Macondo realmente me
persegue, a fantasia de Marquez se materializa constantemente aos meus olhos. Essa
relação poderia se dar com Jorge Amado, Antonio Callado, Eduardo Galeano,
Ferreira Gullar, ou mesmo como citado o próprio Llosa, com quem tenho maior
intimidade numérica de texto, entretanto, é Gabriel Garcia Marquez quem habita
meu cotidiano, já na simples identificação pessoal com seus títulos; Marquez aparece
de onde menos espero e faz o giro da roda da vida parecer ser mais emocionante
e misterioso.
De qualquer forma, não
tenho porque reclamar dessas relações coincidentes e repetidas em várias ocasiões,
até porque quando ocorrem estou em boa companhia; minha decepção fica por conta
dos italianos, me surpreenderam com tamanha falta de imaginação.
2 comentários:
Mestre, a ambiguidade de sentimentos é própria dos sábios, assim que nem precisas escolher, podes ficar merecidamente envaidecido e indignado.
Fiquei impressionada com a reportagem também mas não surpresa. Milão é a sede mundial da moda... outras prioridades talvez .. Penso que se fosse em Pisa, onde o "tempo" é outro e como Dante Alighieri diria "onde é possível encontrar o povo mais amigável da Itália", onde você é chamado a sentar a mesa, tomar um vinho e conversar... e falar da história, da literatura, das loucuras do amor... com recém conhecidos como se fossem velhos amigos...acredito que o resultado seria outro.
Suas palavras dedicadas a Garcia Marquez, de quem ainda nada li, apenas umas poucas e admiráveis citações, e uma agradável lembrança do filme "O carteiro e o poeta", aguçou a vontade de lê-lo, ainda mais considerando a comparação com Saramandaia de Dias Gomes.
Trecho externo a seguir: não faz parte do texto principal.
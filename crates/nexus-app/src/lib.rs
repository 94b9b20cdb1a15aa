//! Feature services over the nexus store.
//!
//! Every service is an explicitly-constructed value holding an injected
//! `Arc<impl Store>`; there is no global store handle. Where two pieces of
//! state must move together (a conversation and its unread counter), exactly
//! one service owns both transitions — the store itself gives no isolation.

pub mod auth;
pub mod calendar;
pub mod clients;
pub mod error;
pub mod messaging;
pub mod notifications;
pub mod reports;

pub use error::{Error, Result};

#[cfg(test)]
mod tests;
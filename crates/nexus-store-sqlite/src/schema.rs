//! SQL schema for the SQLite store.
//!
//! Executed once at connection startup via `PRAGMA user_version`. Future
//! migrations will be gated on that version number.

/// Full schema DDL; idempotent thanks to `CREATE TABLE IF NOT EXISTS`.
///
/// All collections share one table. Records are schema-less JSON bodies;
/// `numeric_id` shadows numeric ids so the store can assign the next one
/// with a MAX() scan per collection.
pub const SCHEMA: &str = "
PRAGMA journal_mode = WAL;

CREATE TABLE IF NOT EXISTS records (
    collection  TEXT NOT NULL,
    id          TEXT NOT NULL,    -- canonical text form of the record id
    numeric_id  INTEGER,          -- NULL for caller-supplied string ids
    body        TEXT NOT NULL,    -- full record JSON, id field included
    PRIMARY KEY (collection, id)
);

CREATE INDEX IF NOT EXISTS records_numeric_idx
    ON records(collection, numeric_id);

PRAGMA user_version = 1;
";
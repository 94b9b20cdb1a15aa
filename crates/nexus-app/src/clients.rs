//! Client directory service.

use std::sync::Arc;

use chrono::Utc;
use nexus_core::{
  client::{Client, NewClient},
  record::{self, RecordId},
  store::Store,
};
use serde::{Deserialize, Serialize};

use crate::{Error, Result};

/// Partial update; only the set fields are written.
#[derive(Debug, Clone, Default, Serialize, Deserialize)]
pub struct ClientPatch {
  #[serde(rename = "nombre", skip_serializing_if = "Option::is_none")]
  pub name:  Option<String>,
  #[serde(skip_serializing_if = "Option::is_none")]
  pub email: Option<String>,
  #[serde(rename = "telefono", skip_serializing_if = "Option::is_none")]
  pub phone: Option<String>,
}

pub struct Clients<S> {
  store: Arc<S>,
}

impl<S: Store> Clients<S> {
  pub fn new(store: Arc<S>) -> Self { Self { store } }

  /// All clients, in storage order.
  pub async fn list(&self) -> Result<Vec<Client>> {
    let records = self.store.get_all(Client::COLLECTION).await?;
    records
      .iter()
      .map(|r| Ok(record::from_record(r)?))
      .collect()
  }

  /// Linear scan by id, the way every cross-collection reference is
  /// resolved here.
  pub async fn get(&self, id: &RecordId) -> Result<Option<Client>> {
    Ok(self.list().await?.into_iter().find(|c| c.id.as_ref() == Some(id)))
  }

  pub async fn create(&self, input: NewClient) -> Result<Client> {
    let name = input.name.trim();
    if name.is_empty() {
      return Err(Error::Invalid("client name is required".into()));
    }
    let mut client = Client {
      id:            None,
      name:          name.to_owned(),
      email:         input.email.trim().to_owned(),
      phone:         input.phone.trim().to_owned(),
      registered_on: Utc::now().date_naive(),
    };
    let id = self
      .store
      .add_item(Client::COLLECTION, record::to_record(&client)?)
      .await?;
    tracing::info!(%id, "client registered");
    client.id = Some(id);
    Ok(client)
  }

  pub async fn update(&self, id: &RecordId, patch: ClientPatch) -> Result<()> {
    if let Some(name) = &patch.name
      && name.trim().is_empty()
    {
      return Err(Error::Invalid("client name cannot be emptied".into()));
    }
    self
      .store
      .update_item(Client::COLLECTION, id, record::to_record(&patch)?)
      .await?;
    Ok(())
  }

  pub async fn delete(&self, id: &RecordId) -> Result<()> {
    self.store.delete_item(Client::COLLECTION, id).await?;
    Ok(())
  }
}
//! Clients — the businesses and people this system manages.

use chrono::NaiveDate;
use serde::{Deserialize, Serialize};

use crate::{collection::Collection, record::RecordId};

/// A client record. Referenced informally (by id field, resolved by linear
/// scan) from events, conversations, and quotes.
#[derive(Debug, Clone, Serialize, Deserialize)]
pub struct Client {
  #[serde(default, skip_serializing_if = "Option::is_none")]
  pub id:            Option<RecordId>,
  #[serde(rename = "nombre")]
  pub name:          String,
  #[serde(default)]
  pub email:         String,
  #[serde(rename = "telefono", default)]
  pub phone:         String,
  #[serde(rename = "fecha_registro")]
  pub registered_on: NaiveDate,
}

impl Client {
  pub const COLLECTION: Collection = Collection::Clients;
}

#[derive(Debug, Clone, Default, Deserialize)]
pub struct NewClient {
  pub name:  String,
  #[serde(default)]
  pub email: String,
  #[serde(default)]
  pub phone: String,
}
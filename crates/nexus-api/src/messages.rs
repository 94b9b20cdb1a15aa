//! Handlers for `/conversations` endpoints.
//!
//! | Method | Path | Notes |
//! |--------|------|-------|
//! | `GET`  | `/conversations` | Sorted by most recent activity |
//! | `POST` | `/conversations` | Body: [`StartBody`]; 201 + thread |
//! | `POST` | `/conversations/read-all` | Mark every thread read |
//! | `GET`  | `/conversations/unread-count` | Badge value |
//! | `GET`  | `/conversations/:id/messages` | Chronological ascending |
//! | `POST` | `/conversations/:id/messages` | Body: [`SendBody`]; 201 + message |
//! | `POST` | `/conversations/:id/inbound` | Record a message from the other side |
//! | `POST` | `/conversations/:id/read` | Mark the thread read |

use axum::{
  Json,
  extract::{Path, State},
  http::StatusCode,
  response::IntoResponse,
};
use nexus_app::messaging::{Sender, StartConversation};
use nexus_core::{
  message::{Conversation, Message},
  store::Store,
};
use serde::{Deserialize, Serialize};
use serde_json::json;

use crate::{AppState, error::ApiError};

// ─── List ─────────────────────────────────────────────────────────────────────

/// `GET /conversations`
pub async fn list<S>(
  State(state): State<AppState<S>>,
) -> Result<impl IntoResponse, ApiError>
where
  S: Store,
{
  Ok(Json(state.messaging.conversations().await?))
}

// ─── Start ────────────────────────────────────────────────────────────────────

#[derive(Debug, Deserialize)]
pub struct StartBody {
  pub sender: Sender,
  #[serde(flatten)]
  pub thread: StartConversation,
}

#[derive(Debug, Serialize)]
pub struct StartedThread {
  pub conversation: Conversation,
  pub message:      Message,
}

/// `POST /conversations`
pub async fn start<S>(
  State(state): State<AppState<S>>,
  Json(body): Json<StartBody>,
) -> Result<impl IntoResponse, ApiError>
where
  S: Store,
{
  let (conversation, message) =
    state.messaging.start(&body.sender, body.thread).await?;
  Ok((StatusCode::CREATED, Json(StartedThread { conversation, message })))
}

// ─── Messages ─────────────────────────────────────────────────────────────────

/// `GET /conversations/:id/messages`
pub async fn messages<S>(
  State(state): State<AppState<S>>,
  Path(id): Path<String>,
) -> Result<impl IntoResponse, ApiError>
where
  S: Store,
{
  Ok(Json(state.messaging.messages(&id).await?))
}

#[derive(Debug, Deserialize)]
pub struct SendBody {
  pub sender: Sender,
  pub body:   String,
}

/// `POST /conversations/:id/messages`
pub async fn send<S>(
  State(state): State<AppState<S>>,
  Path(id): Path<String>,
  Json(body): Json<SendBody>,
) -> Result<impl IntoResponse, ApiError>
where
  S: Store,
{
  let message = state.messaging.send(&id, &body.sender, body.body).await?;
  Ok((StatusCode::CREATED, Json(message)))
}

/// `POST /conversations/:id/inbound`
pub async fn inbound<S>(
  State(state): State<AppState<S>>,
  Path(id): Path<String>,
  Json(body): Json<SendBody>,
) -> Result<impl IntoResponse, ApiError>
where
  S: Store,
{
  let message = state
    .messaging
    .record_inbound(&id, &body.sender, body.body)
    .await?;
  Ok((StatusCode::CREATED, Json(message)))
}

// ─── Read state ───────────────────────────────────────────────────────────────

/// `POST /conversations/:id/read`
pub async fn mark_read<S>(
  State(state): State<AppState<S>>,
  Path(id): Path<String>,
) -> Result<impl IntoResponse, ApiError>
where
  S: Store,
{
  let marked = state.messaging.mark_read(&id).await?;
  Ok(Json(json!({ "marked": marked })))
}

/// `POST /conversations/read-all`
pub async fn mark_all_read<S>(
  State(state): State<AppState<S>>,
) -> Result<impl IntoResponse, ApiError>
where
  S: Store,
{
  let marked = state.messaging.mark_all_read().await?;
  Ok(Json(json!({ "marked": marked })))
}

/// `GET /conversations/unread-count`
pub async fn unread_count<S>(
  State(state): State<AppState<S>>,
) -> Result<impl IntoResponse, ApiError>
where
  S: Store,
{
  let unread = state.messaging.total_unread().await?;
  Ok(Json(json!({ "unread": unread })))
}
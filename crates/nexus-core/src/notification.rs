//! Notifications.
//!
//! The unread badge is always derived on read from the stored records —
//! there is no cached unread counter for notifications.

use chrono::{DateTime, Utc};
use serde::{Deserialize, Serialize};

use crate::{collection::Collection, record::RecordId};

/// The source area of a notification; determines the persisted icon name.
#[derive(Debug, Clone, Copy, PartialEq, Eq, Serialize, Deserialize)]
pub enum NotificationKind {
  #[serde(rename = "sistema")]
  System,
  #[serde(rename = "cliente")]
  Client,
  #[serde(rename = "cotizacion")]
  Quote,
  #[serde(rename = "calendario")]
  Calendar,
}

impl NotificationKind {
  /// Persisted icon class for the kind. The strings are a compatibility
  /// contract with data written by earlier clients.
  pub fn icon(self) -> &'static str {
    match self {
      NotificationKind::System => "fas fa-cog",
      NotificationKind::Client => "fas fa-users",
      NotificationKind::Quote => "fas fa-file-invoice-dollar",
      NotificationKind::Calendar => "fas fa-calendar-alt",
    }
  }

  pub fn as_str(self) -> &'static str {
    match self {
      NotificationKind::System => "sistema",
      NotificationKind::Client => "cliente",
      NotificationKind::Quote => "cotizacion",
      NotificationKind::Calendar => "calendario",
    }
  }
}

#[derive(Debug, Clone, Serialize, Deserialize)]
pub struct Notification {
  #[serde(default, skip_serializing_if = "Option::is_none")]
  pub id:          Option<RecordId>,
  #[serde(rename = "titulo")]
  pub title:       String,
  #[serde(rename = "descripcion")]
  pub description: String,
  #[serde(rename = "tipo")]
  pub kind:        NotificationKind,
  #[serde(rename = "leida")]
  pub read:        bool,
  #[serde(rename = "urgente", default)]
  pub urgent:      bool,
  #[serde(rename = "fecha")]
  pub date:        DateTime<Utc>,
  /// Navigation target the notification points at, if any.
  #[serde(rename = "accion", default, skip_serializing_if = "Option::is_none")]
  pub action:      Option<String>,
  #[serde(rename = "icono")]
  pub icon:        String,
}

impl Notification {
  pub const COLLECTION: Collection = Collection::Notifications;
}

#[derive(Debug, Clone, Deserialize)]
pub struct NewNotification {
  pub title:       String,
  pub description: String,
  pub kind:        NotificationKind,
  #[serde(default)]
  pub urgent:      bool,
  #[serde(default)]
  pub action:      Option<String>,
}
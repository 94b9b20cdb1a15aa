//! Handlers for `/reports` endpoints.
//!
//! | Method | Path | Notes |
//! |--------|------|-------|
//! | `GET` | `/reports/quotes` | Optional `?client_id=`, `?from=`, `?to=` (inclusive ISO dates) |
//! | `GET` | `/reports/quotes.csv` | Same filters, rendered as CSV |
//! | `GET` | `/reports/dashboard` | Entity counts + 30-day revenue |

use axum::{
  Json,
  extract::{Query, State},
  http::header,
  response::IntoResponse,
};
use nexus_app::reports::{self, QuoteFilter};
use nexus_core::store::Store;
use serde::Deserialize;

use crate::{AppState, error::ApiError, record_id};

#[derive(Debug, Default, Deserialize)]
pub struct QuoteParams {
  pub client_id: Option<String>,
  pub from:      Option<String>,
  pub to:        Option<String>,
}

impl From<QuoteParams> for QuoteFilter {
  fn from(p: QuoteParams) -> Self {
    QuoteFilter {
      client_id: p.client_id.map(record_id),
      from:      p.from,
      to:        p.to,
    }
  }
}

/// `GET /reports/quotes`
pub async fn quotes<S>(
  State(state): State<AppState<S>>,
  Query(params): Query<QuoteParams>,
) -> Result<impl IntoResponse, ApiError>
where
  S: Store,
{
  let report = state.reports.quote_report(&params.into()).await?;
  Ok(Json(report))
}

/// `GET /reports/quotes.csv`
pub async fn quotes_csv<S>(
  State(state): State<AppState<S>>,
  Query(params): Query<QuoteParams>,
) -> Result<impl IntoResponse, ApiError>
where
  S: Store,
{
  let report = state.reports.quote_report(&params.into()).await?;
  let csv = reports::to_csv(&report);
  Ok(([(header::CONTENT_TYPE, "text/csv; charset=utf-8")], csv))
}

/// `GET /reports/dashboard`
pub async fn dashboard<S>(
  State(state): State<AppState<S>>,
) -> Result<impl IntoResponse, ApiError>
where
  S: Store,
{
  Ok(Json(state.reports.dashboard().await?))
}
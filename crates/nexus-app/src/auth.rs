//! Registration and login.
//!
//! There are no passwords: identity is the national id (`cedula`) plus a
//! normalized name check — a single matched record lookup. Session storage
//! is the host's concern; this service only mints the session value.

use std::sync::Arc;

use chrono::{DateTime, Utc};
use nexus_core::{
  record::{self, RecordId},
  store::Store,
  user::{NewUser, User},
};
use serde::Serialize;
use uuid::Uuid;

use crate::{Error, Result};

// ─── Session ─────────────────────────────────────────────────────────────────

/// A logged-in identity. Persisting it (and expiring it) is up to the host.
#[derive(Debug, Clone, Serialize)]
pub struct Session {
  pub token:      Uuid,
  pub user_id:    RecordId,
  pub cedula:     String,
  pub name:       String,
  pub email:      String,
  pub started_at: DateTime<Utc>,
}

// ─── Service ─────────────────────────────────────────────────────────────────

pub struct Auth<S> {
  store: Arc<S>,
}

impl<S: Store> Auth<S> {
  pub fn new(store: Arc<S>) -> Self { Self { store } }

  /// Register a new user. Every field is required; a duplicate cedula is
  /// rejected by the store's unique-field check, a duplicate email
  /// (case-insensitive) by this service.
  pub async fn register(&self, input: NewUser) -> Result<User> {
    let first = input.first_name.trim();
    let last = input.last_name.trim();
    let cedula = input.cedula.trim();
    let email = input.email.trim();
    if first.is_empty() || last.is_empty() || cedula.is_empty() || email.is_empty() {
      return Err(Error::Invalid("all registration fields are required".into()));
    }

    let users = self.users().await?;
    if users.iter().any(|u| u.email.eq_ignore_ascii_case(email)) {
      return Err(Error::DuplicateEmail(email.to_owned()));
    }

    let mut user = User {
      id:            None,
      cedula:        cedula.to_owned(),
      name:          format!("{first} {last}"),
      email:         email.to_owned(),
      registered_on: Utc::now().date_naive(),
    };
    let id = self
      .store
      .add_item(User::COLLECTION, record::to_record(&user)?)
      .await?;
    tracing::info!(%id, "user registered");
    user.id = Some(id);
    Ok(user)
  }

  /// Log in by cedula. The name is compared after normalization, so case,
  /// accents, and stray whitespace do not matter.
  pub async fn login(&self, cedula: &str, name: &str) -> Result<Session> {
    let cedula = cedula.trim();
    let users = self.users().await?;
    let user = users
      .into_iter()
      .find(|u| u.cedula == cedula)
      .ok_or_else(|| Error::UnknownUser { cedula: cedula.to_owned() })?;

    if normalize(&user.name) != normalize(name) {
      return Err(Error::NameMismatch);
    }

    let user_id = user
      .id
      .ok_or_else(|| Error::Invalid("stored user has no id".into()))?;
    tracing::info!(%user_id, "login");
    Ok(Session {
      token:      Uuid::new_v4(),
      user_id,
      cedula:     user.cedula,
      name:       user.name,
      email:      user.email,
      started_at: Utc::now(),
    })
  }

  async fn users(&self) -> Result<Vec<User>> {
    let records = self.store.get_all(User::COLLECTION).await?;
    records
      .iter()
      .map(|r| Ok(record::from_record(r)?))
      .collect()
  }
}

// ─── Name normalization ──────────────────────────────────────────────────────

/// Lowercase, fold Latin accents, collapse whitespace runs, trim.
fn normalize(s: &str) -> String {
  let mut out = String::with_capacity(s.len());
  for word in s.split_whitespace() {
    if !out.is_empty() {
      out.push(' ');
    }
    for c in word.chars().flat_map(char::to_lowercase) {
      out.push(fold_accent(c));
    }
  }
  out
}

fn fold_accent(c: char) -> char {
  match c {
    'á' | 'à' | 'ä' | 'â' => 'a',
    'é' | 'è' | 'ë' | 'ê' => 'e',
    'í' | 'ì' | 'ï' | 'î' => 'i',
    'ó' | 'ò' | 'ö' | 'ô' => 'o',
    'ú' | 'ù' | 'ü' | 'û' => 'u',
    'ñ' => 'n',
    'ç' => 'c',
    other => other,
  }
}

#[cfg(test)]
mod tests {
  use super::normalize;

  #[test]
  fn normalize_folds_case_accents_and_whitespace() {
    assert_eq!(normalize("  José   PÉREZ "), "jose perez");
    assert_eq!(normalize("Muñoz"), "munoz");
    assert_eq!(normalize("ana"), normalize("ANA"));
  }
}
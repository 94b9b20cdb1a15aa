//! Quote reporting and dashboard statistics.
//!
//! Filters behave like the rest of the system: whole collections loaded and
//! joined in memory, date ranges compared as ISO strings (which order
//! correctly lexicographically).

use std::sync::Arc;

use chrono::{Days, Utc};
use nexus_core::{
  catalog::Service,
  client::Client,
  dates,
  quote::Quote,
  record::{self, RecordId},
  store::Store,
};
use serde::{Deserialize, Serialize};

use crate::Result;

// ─── Report types ────────────────────────────────────────────────────────────

#[derive(Debug, Clone, Default, Deserialize)]
pub struct QuoteFilter {
  pub client_id: Option<RecordId>,
  /// Inclusive ISO date bounds.
  pub from:      Option<String>,
  pub to:        Option<String>,
}

#[derive(Debug, Clone, Serialize)]
pub struct QuoteRow {
  #[serde(flatten)]
  pub quote:       Quote,
  /// Resolved client name; `"N/E"` when the client no longer exists.
  #[serde(rename = "cliente")]
  pub client_name: String,
}

#[derive(Debug, Clone, Serialize)]
pub struct QuoteReport {
  pub rows:     Vec<QuoteRow>,
  pub subtotal: f64,
  pub tax:      f64,
  pub total:    f64,
}

#[derive(Debug, Clone, Serialize)]
pub struct DashboardStats {
  pub clients:        usize,
  pub services:       usize,
  pub quotes:         usize,
  /// Revenue over the trailing 30 days.
  pub recent_revenue: f64,
}

// ─── Service ─────────────────────────────────────────────────────────────────

pub struct Reports<S> {
  store: Arc<S>,
}

impl<S: Store> Reports<S> {
  pub fn new(store: Arc<S>) -> Self { Self { store } }

  pub async fn quote_report(&self, filter: &QuoteFilter) -> Result<QuoteReport> {
    let quotes = self.load::<Quote>(Quote::COLLECTION).await?;
    let clients = self.load::<Client>(Client::COLLECTION).await?;

    let rows: Vec<QuoteRow> = quotes
      .into_iter()
      .filter(|q| {
        filter.client_id.as_ref().is_none_or(|id| &q.client_id == id)
          && filter.from.as_deref().is_none_or(|from| q.date.as_str() >= from)
          && filter.to.as_deref().is_none_or(|to| q.date.as_str() <= to)
      })
      .map(|quote| {
        let client_name = clients
          .iter()
          .find(|c| c.id.as_ref() == Some(&quote.client_id))
          .map(|c| c.name.clone())
          .unwrap_or_else(|| "N/E".to_owned());
        QuoteRow { quote, client_name }
      })
      .collect();

    let subtotal = rows.iter().map(|r| r.quote.subtotal).sum();
    let tax = rows.iter().map(|r| r.quote.tax).sum();
    let total = rows.iter().map(|r| r.quote.total).sum();
    Ok(QuoteReport { rows, subtotal, tax, total })
  }

  /// The landing-page numbers: entity counts plus 30-day revenue.
  pub async fn dashboard(&self) -> Result<DashboardStats> {
    let clients = self.store.get_all(Client::COLLECTION).await?.len();
    let services = self.store.get_all(Service::COLLECTION).await?.len();
    let quotes = self.load::<Quote>(Quote::COLLECTION).await?;

    let cutoff = Utc::now().date_naive() - Days::new(30);
    let recent_revenue = quotes
      .iter()
      .filter(|q| dates::parse_date(&q.date).is_some_and(|d| d >= cutoff))
      .map(|q| q.total)
      .sum();

    Ok(DashboardStats {
      clients,
      services,
      quotes: quotes.len(),
      recent_revenue,
    })
  }

  async fn load<T: serde::de::DeserializeOwned>(
    &self,
    collection: nexus_core::collection::Collection,
  ) -> Result<Vec<T>> {
    let records = self.store.get_all(collection).await?;
    records
      .iter()
      .map(|r| Ok(record::from_record(r)?))
      .collect()
  }
}

/// CSV rendering of a report, one line per row, all fields quoted.
pub fn to_csv(report: &QuoteReport) -> String {
  let mut out = String::from("Fecha,ID,Cliente,Subtotal,Impuesto,Total\n");
  for row in &report.rows {
    let id = row
      .quote
      .id
      .as_ref()
      .map(ToString::to_string)
      .unwrap_or_default();
    out.push_str(&format!(
      "{},{},{},{},{},{}\n",
      csv_field(&row.quote.date),
      csv_field(&id),
      csv_field(&row.client_name),
      csv_field(&row.quote.subtotal.to_string()),
      csv_field(&row.quote.tax.to_string()),
      csv_field(&row.quote.total.to_string()),
    ));
  }
  out
}

/// Quote a CSV field, doubling embedded quotes.
fn csv_field(s: &str) -> String {
  format!("\"{}\"", s.replace('"', "\"\""))
}

#[cfg(test)]
mod tests {
  use super::csv_field;

  #[test]
  fn csv_fields_are_quoted_and_escaped() {
    assert_eq!(csv_field("Acme"), "\"Acme\"");
    assert_eq!(csv_field("say \"hi\""), "\"say \"\"hi\"\"\"");
  }
}
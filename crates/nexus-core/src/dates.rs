//! Lenient date parsing and calendar-bucket helpers.
//!
//! Persisted dates come from several writers: full RFC 3339 timestamps,
//! second-precision local datetimes, and the minute-precision form emitted
//! by `datetime-local` form inputs. Parsing accepts all three.

use chrono::{Datelike, Days, NaiveDate, NaiveDateTime};

/// Parse an ISO-8601 datetime string, accepting RFC 3339 (offset dropped),
/// `YYYY-MM-DDTHH:MM:SS` with optional fraction, and `YYYY-MM-DDTHH:MM`.
pub fn parse_datetime(s: &str) -> Option<NaiveDateTime> {
  if let Ok(dt) = chrono::DateTime::parse_from_rfc3339(s) {
    return Some(dt.naive_utc());
  }
  NaiveDateTime::parse_from_str(s, "%Y-%m-%dT%H:%M:%S%.f")
    .or_else(|_| NaiveDateTime::parse_from_str(s, "%Y-%m-%dT%H:%M"))
    .ok()
}

/// Parse a date from `YYYY-MM-DD`, or from any accepted datetime form.
pub fn parse_date(s: &str) -> Option<NaiveDate> {
  NaiveDate::parse_from_str(s, "%Y-%m-%d")
    .ok()
    .or_else(|| parse_datetime(s).map(|dt| dt.date()))
}

/// The Sunday that starts the week containing `d`.
pub fn week_start(d: NaiveDate) -> NaiveDate {
  d - Days::new(u64::from(d.weekday().num_days_from_sunday()))
}

pub fn same_week(a: NaiveDate, b: NaiveDate) -> bool {
  week_start(a) == week_start(b)
}

pub fn same_month(a: NaiveDate, b: NaiveDate) -> bool {
  a.year() == b.year() && a.month() == b.month()
}

#[cfg(test)]
mod tests {
  use super::*;

  #[test]
  fn parses_all_three_datetime_forms() {
    let minute = parse_datetime("2024-05-01T10:00").unwrap();
    let second = parse_datetime("2024-05-01T10:00:00").unwrap();
    let rfc = parse_datetime("2024-05-01T10:00:00.000Z").unwrap();
    assert_eq!(minute, second);
    assert_eq!(second, rfc);
  }

  #[test]
  fn parse_date_accepts_date_only_and_datetime() {
    let d = NaiveDate::from_ymd_opt(2024, 5, 1).unwrap();
    assert_eq!(parse_date("2024-05-01"), Some(d));
    assert_eq!(parse_date("2024-05-01T10:00"), Some(d));
    assert_eq!(parse_date("not a date"), None);
  }

  #[test]
  fn weeks_are_sunday_anchored() {
    // 2024-05-01 is a Wednesday; its week starts Sunday 2024-04-28.
    let wed = NaiveDate::from_ymd_opt(2024, 5, 1).unwrap();
    let sun = NaiveDate::from_ymd_opt(2024, 4, 28).unwrap();
    assert_eq!(week_start(wed), sun);
    assert!(same_week(wed, sun));
    assert!(!same_week(wed, sun - Days::new(1)));
  }

  #[test]
  fn same_month_requires_same_year() {
    let a = NaiveDate::from_ymd_opt(2024, 5, 1).unwrap();
    let b = NaiveDate::from_ymd_opt(2023, 5, 1).unwrap();
    assert!(!same_month(a, b));
  }
}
Já entrou para a minha lista.
Mas,em tempos de "fast food", alimentar a alma devorando cada letrinha va-ga-ro-sa-men-te, parece privilégio de poucos. Conto os dias para a aposentadoria e assim voltar ao prazer da juventude, quando lia calmamente uns 50 livros por ano, onde ora viajava no universo feminista de Marilyn French, ora para a França do século XVII na saga de Jean Valjean e suas lutas com a moral e a ética. É, deu saudade dos bons tempos do "ócio criativo".
Para concluir, entre as boas coincidências da vida, hoje é o dia da alfabetização, e em algum lugar, sua professorinha está muito feliz e orgulhosa de ti.
Sua ex-aluna Liliana, esposa de Maurício.